(Dataset entries)
-------
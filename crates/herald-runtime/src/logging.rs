//! Logging setup for herald.
//!
//! The finder reports through `tracing`: a `find_subscriber_methods` span per
//! cache miss, `debug` events for skipped candidates and `warn` events for
//! introspection fallbacks. This module installs a `tracing-subscriber`
//! pipeline for those events, either from [`LoggingConfig`] or by hand.
//!
//! ```rust,ignore
//! use herald_runtime::logging::{LoggingBuilder, SpanEvents};
//!
//! LoggingBuilder::new()
//!     .directive("herald_core=debug")
//!     .span_events(SpanEvents::LIFECYCLE)
//!     .init();
//! ```

use std::ffi::OsStr;
use std::path::{Path, PathBuf};

use tracing::warn;
use tracing_subscriber::prelude::*;
use tracing_subscriber::util::TryInitError;
use tracing_subscriber::{EnvFilter, fmt};

use crate::config::{LogFormat, LogLevel, LogOutput, LoggingConfig, SpanEventConfig};

/// File name used when `file_path` has no file name component.
const DEFAULT_LOG_FILE: &str = "herald.log";

/// Span lifecycle events to emit.
#[derive(Debug, Clone, Copy, Default, PartialEq, Eq)]
pub struct SpanEvents {
    pub new: bool,
    pub enter: bool,
    pub exit: bool,
    pub close: bool,
}

impl SpanEvents {
    /// No span events.
    pub const NONE: Self = Self {
        new: false,
        enter: false,
        exit: false,
        close: false,
    };

    /// Creation and close; close carries the busy/idle timing of a resolution.
    pub const LIFECYCLE: Self = Self {
        new: true,
        enter: false,
        exit: false,
        close: true,
    };

    /// Every span event.
    pub const FULL: Self = Self {
        new: true,
        enter: true,
        exit: true,
        close: true,
    };

    fn to_fmt_span(self) -> fmt::format::FmtSpan {
        let mut span = fmt::format::FmtSpan::NONE;
        if self.new {
            span |= fmt::format::FmtSpan::NEW;
        }
        if self.enter {
            span |= fmt::format::FmtSpan::ENTER;
        }
        if self.exit {
            span |= fmt::format::FmtSpan::EXIT;
        }
        if self.close {
            span |= fmt::format::FmtSpan::CLOSE;
        }
        span
    }
}

impl From<&SpanEventConfig> for SpanEvents {
    fn from(config: &SpanEventConfig) -> Self {
        Self {
            new: config.new,
            enter: config.enter,
            exit: config.exit,
            close: config.close,
        }
    }
}

/// Installs the global subscriber described by `config`.
///
/// Does nothing if a global subscriber is already set.
pub fn init_from_config(config: &LoggingConfig) {
    let _ = LoggingBuilder::from_config(config).try_init();
}

/// Builder for the global `tracing` subscriber.
#[derive(Debug, Default)]
pub struct LoggingBuilder {
    level: LogLevel,
    directives: Vec<String>,
    span_events: SpanEvents,
    format: LogFormat,
    output: LogOutput,
    with_thread_ids: bool,
    with_file_location: bool,
    file_path: Option<PathBuf>,
}

impl LoggingBuilder {
    pub fn new() -> Self {
        Self::default()
    }

    /// Creates a builder mirroring a [`LoggingConfig`].
    ///
    /// Per-target filters become `target=level` directives.
    pub fn from_config(config: &LoggingConfig) -> Self {
        Self {
            level: config.level,
            directives: config
                .filters
                .iter()
                .map(|(target, level)| format!("{target}={level}"))
                .collect(),
            span_events: SpanEvents::from(&config.span_events),
            format: config.format,
            output: config.output,
            with_thread_ids: config.thread_ids,
            with_file_location: config.file_location,
            file_path: config.file_path.clone(),
        }
    }

    /// Sets the global level.
    pub fn level(mut self, level: LogLevel) -> Self {
        self.level = level;
        self
    }

    /// Adds a filter directive such as `herald_core=trace`.
    pub fn directive(mut self, directive: impl Into<String>) -> Self {
        self.directives.push(directive.into());
        self
    }

    pub fn span_events(mut self, events: SpanEvents) -> Self {
        self.span_events = events;
        self
    }

    pub fn format(mut self, format: LogFormat) -> Self {
        self.format = format;
        self
    }

    pub fn output(mut self, output: LogOutput) -> Self {
        self.output = output;
        self
    }

    pub fn file_path(mut self, path: impl Into<PathBuf>) -> Self {
        self.file_path = Some(path.into());
        self
    }

    pub fn with_thread_ids(mut self, enabled: bool) -> Self {
        self.with_thread_ids = enabled;
        self
    }

    /// Include source file and line number.
    pub fn with_file_location(mut self, enabled: bool) -> Self {
        self.with_file_location = enabled;
        self
    }

    /// Filter directives in the order they are applied.
    pub fn directives(&self) -> &[String] {
        &self.directives
    }

    /// `RUST_LOG` replaces the base level; configured directives are added on top.
    /// Directives that fail to parse are reported and dropped.
    fn build_filter(&self) -> EnvFilter {
        let mut filter = EnvFilter::try_from_default_env()
            .unwrap_or_else(|_| EnvFilter::new(self.level.as_str()));

        for directive in &self.directives {
            match directive.parse() {
                Ok(parsed) => filter = filter.add_directive(parsed),
                Err(error) => warn!(%directive, %error, "Ignoring invalid log filter directive"),
            }
        }

        filter
    }

    /// Installs the subscriber, ignoring an already-installed one.
    pub fn init(self) {
        let _ = self.try_init();
    }

    /// Installs the subscriber.
    pub fn try_init(self) -> Result<(), TryInitError> {
        let filter = self.build_filter();
        let span_events = self.span_events.to_fmt_span();

        macro_rules! configure_layer {
            ($layer:expr) => {
                $layer
                    .with_span_events(span_events.clone())
                    .with_target(true)
                    .with_thread_ids(self.with_thread_ids)
                    .with_file(self.with_file_location)
                    .with_line_number(self.with_file_location)
            };
        }

        macro_rules! init_with_writer {
            ($writer:expr) => {
                match self.format {
                    #[cfg(feature = "json-log")]
                    LogFormat::Json => tracing_subscriber::registry()
                        .with(configure_layer!(fmt::layer().json().with_writer($writer)))
                        .with(filter)
                        .try_init(),
                    LogFormat::Compact => tracing_subscriber::registry()
                        .with(configure_layer!(fmt::layer().compact().with_writer($writer)))
                        .with(filter)
                        .try_init(),
                    LogFormat::Full => tracing_subscriber::registry()
                        .with(configure_layer!(fmt::layer().with_writer($writer)))
                        .with(filter)
                        .try_init(),
                    LogFormat::Pretty => tracing_subscriber::registry()
                        .with(configure_layer!(fmt::layer().pretty().with_writer($writer)))
                        .with(filter)
                        .try_init(),
                }
            };
        }

        match (self.output, self.file_path.as_deref()) {
            (LogOutput::Stdout, _) => init_with_writer!(std::io::stdout),
            (LogOutput::Stderr, _) => init_with_writer!(std::io::stderr),
            (LogOutput::File, Some(path)) => {
                let appender = tracing_appender::rolling::never(
                    path.parent().unwrap_or_else(|| Path::new(".")),
                    path.file_name()
                        .unwrap_or_else(|| OsStr::new(DEFAULT_LOG_FILE)),
                );
                init_with_writer!(appender)
            }
            (LogOutput::File, None) => {
                warn!("File log output without a file path, logging to stdout");
                init_with_writer!(std::io::stdout)
            }
        }
    }
}

#[cfg(test)]
mod tests {
    use super::*;

    #[test]
    fn test_span_events_to_fmt_span() {
        use fmt::format::FmtSpan;

        assert_eq!(SpanEvents::NONE.to_fmt_span(), FmtSpan::NONE);
        assert_eq!(
            SpanEvents::LIFECYCLE.to_fmt_span(),
            FmtSpan::NEW | FmtSpan::CLOSE
        );
        assert_eq!(SpanEvents::FULL.to_fmt_span(), FmtSpan::FULL);
    }

    #[test]
    fn test_span_events_from_config() {
        let config = SpanEventConfig {
            new: true,
            close: true,
            ..Default::default()
        };
        assert_eq!(SpanEvents::from(&config), SpanEvents::LIFECYCLE);
    }

    #[test]
    fn test_builder_from_config() {
        let mut config = LoggingConfig {
            level: LogLevel::Warn,
            format: LogFormat::Pretty,
            thread_ids: true,
            ..Default::default()
        };
        config
            .filters
            .insert("herald_core::finder".to_string(), LogLevel::Trace);
        config
            .filters
            .insert("herald_runtime".to_string(), LogLevel::Debug);

        let builder = LoggingBuilder::from_config(&config);
        assert_eq!(builder.level, LogLevel::Warn);
        assert_eq!(builder.format, LogFormat::Pretty);
        assert!(builder.with_thread_ids);
        assert_eq!(
            builder.directives(),
            &["herald_core::finder=trace", "herald_runtime=debug"]
        );
    }

    #[test]
    fn test_builder_directives_accumulate() {
        let builder = LoggingBuilder::new()
            .level(LogLevel::Debug)
            .directive("herald_core=trace")
            .directive(String::from("herald_macros=off"));
        assert_eq!(builder.directives().len(), 2);
        assert_eq!(builder.level, LogLevel::Debug);
    }
}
-------
Copy whichever lines of the records above contain the word "registry".

- **THE COMPLETED TASK**:
                    LogFormat::Json => tracing_subscriber::registry()
                    LogFormat::Compact => tracing_subscriber::registry()
                    LogFormat::Full => tracing_subscriber::registry()
                    LogFormat::Pretty => tracing_subscriber::registry()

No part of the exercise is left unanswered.